Velocity Quantitation and Data Analysis: Flow velocity quantitation with qTOF and qQISS was done as previously described¹, using an image analysis framework leveraging template matching and center-of-mass-based tracking. Time-averaged mean cross-sectional flow velocities were measured every 1.8mm along the bilateral M1, M2, P1, and P2 cerebral arteries. Correlation and agreement of quantitative flow velocity measures were evaluated using Pearson’s correlation coefficient (r), two-way intraclass correlation coefficient for absolute agreement (ICC), and Bland-Altman analysis.

Results

qQISS MRA visually demonstrated lower signal intensity from background brain tissue as compared with qTOF MRA while still portraying the main intracranial arteries (Figure 2).
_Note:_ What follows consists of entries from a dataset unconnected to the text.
//! Background retention and recovery.
//!
//! Every `janitor_interval` the janitor releases messages stuck in
//! `processing`, then runs [`QueueEngine::cleanup_queue`] for each queue whose
//! own `cleanup_interval` has elapsed since its last pass, prunes expired
//! dead letters of every queue, and logs a health summary.

use std::{
    collections::HashMap,
    time::{Duration, Instant},
};

use tokio::{task::JoinHandle, time::MissedTickBehavior};
use tokio_util::sync::CancellationToken;
use tracing::Instrument;

use crate::{engine::QueueEngine, error::Error};

/// Messages `processing` for longer than this are assumed abandoned.
pub const STALLED_AFTER: Duration = Duration::from_secs(10 * 60);

pub struct Janitor {
    cancel: CancellationToken,
    handle: JoinHandle<()>,
}

impl Janitor {
    pub fn start(engine: QueueEngine) -> Self {
        let cancel = CancellationToken::new();

        let handle = tokio::spawn(
            run(engine, cancel.clone()).instrument(tracing::info_span!("janitor")),
        );

        Self { cancel, handle }
    }

    /// Stops the loop, waiting for a pass already under way.
    pub async fn stop(self) {
        self.cancel.cancel();
        if let Err(e) = self.handle.await {
            tracing::error!("Janitor ended abnormally: {e}");
        }
    }
}

async fn run(engine: QueueEngine, cancel: CancellationToken) {
    let mut ticker = tokio::time::interval(engine.config().janitor_interval());
    ticker.set_missed_tick_behavior(MissedTickBehavior::Skip);

    let mut sweeper = Sweeper::default();

    loop {
        tokio::select! {
            biased;
            _ = cancel.cancelled() => break,
            _ = ticker.tick() => {}
        }

        sweeper.sweep(&engine, Instant::now()).await;
    }

    tracing::debug!("Janitor stopped");
}

/// Remembers when each queue was last cleaned.
#[derive(Default)]
struct Sweeper {
    last_cleanup: HashMap<String, Instant>,
}

impl Sweeper {
    fn due(&self, queue: &str, interval: Duration, now: Instant) -> bool {
        self.last_cleanup
            .get(queue)
            .map_or(true, |last| now.duration_since(*last) >= interval)
    }

    async fn sweep(&mut self, engine: &QueueEngine, now: Instant) {
        if let Err(e) = engine.release_stalled(STALLED_AFTER).await {
            tracing::error!(
                "Failed to release stalled messages: {}",
                snafu::Report::from_error(e)
            );
        }

        if let Err(e) = self.cleanup_due(engine, now).await {
            tracing::error!("Cleanup pass failed: {}", snafu::Report::from_error(e));
        }

        // Per-queue cleanup only sees queues that still exist.
        if let Err(e) = engine.prune_dead_letters().await {
            tracing::error!(
                "Failed to prune dead letters: {}",
                snafu::Report::from_error(e)
            );
        }

        let health = engine.health().await;
        if health.is_healthy {
            tracing::debug!(
                pending = health.pending,
                processing = health.processing,
                retrying = health.retrying,
                failed = health.failed,
                dead_letters = health.dead_letters,
                "Queue health"
            );
        } else {
            tracing::warn!(
                stuck_processing = health.stuck_processing,
                failed = health.failed,
                store_error = health.store_error.as_deref(),
                "Queue engine unhealthy"
            );
        }
    }

    async fn cleanup_due(&mut self, engine: &QueueEngine, now: Instant) -> Result<(), Error> {
        for queue in engine.list_queues().await? {
            let config = engine.queue_config(&queue).await?;
            if !self.due(&queue, config.cleanup_interval(), now) {
                continue;
            }

            // A failing queue is retried on the next tick; the others go on.
            match engine.cleanup_queue(&queue).await {
                Ok(_) => {
                    self.last_cleanup.insert(queue, now);
                }
                Err(e) => tracing::error!(
                    %queue,
                    "Queue cleanup failed: {}",
                    snafu::Report::from_error(e)
                ),
            }
        }

        Ok(())
    }
}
With reference to 3D PC and compared against qTOF, qQISS MRA demonstrated improved correlation (r=0.757 versus 0.689; 95% confidence intervals (CIs) of [0.732,0.781] versus [0.657,0.718]) and agreement (ICC=0.755 versus 0.678; 95% CIs of [0.729,0.779] versus [0.633,0.717]) of velocity measures (Figure 3), as well as reduced Bland-Altman mean bias (-0.36 cm/s versus -1.14 cm/s) and narrower 95% limits of agreement ([-9.46 cm/s,+8.47 cm/s] versus [-11.1 cm/s,+8.84 cm/s]) (Figure 4).

Discussion

Compared to qTOF, qQISS MRA of the brain improves the correlation and agreement of quantitative flow velocity measures with respect to 3D PC MRA. Consequently, qQISS MRA may be preferred over qTOF MRA for simultaneous luminal and hemodynamic evaluation of the intracranial arteries when better agreement with PC MRA measures of flow velocity is desirable. We speculate that the improved agreement of qQISS-derived measures is due to improved arterial-to-background contrast, which likely reduces the influence of static non-vascular background signals during the image analysis procedure used for velocity quantitation. Future work will seek to incorporate other image acquisition, reconstruction, and analysis strategies to further improve agreement of flow velocity measures, while further testing and validating the qTOF and qQISS techniques for simultaneous morphologic and hemodynamic evaluation of the intracranial arteries in patients with cerebrovascular disease.

Conclusion

Compared to qTOF, qQISS MRA improves the correlation and agreement of intracranial time-averaged mean cross-sectional flow velocity measures with respect to 3D phase contrast.

Acknowledgements

NIH NIBIB R01EB027475

References

1. Koktzoglou I, Huang R, Edelman RR. Quantitative Time-of-Flight MR Angiography for Simultaneous Luminal and Hemodynamic Evaluation of the Intracranial Arteries. Magn Reson Med. 2021 Aug 10. doi: 10.1002/mrm.28969. Online ahead of print.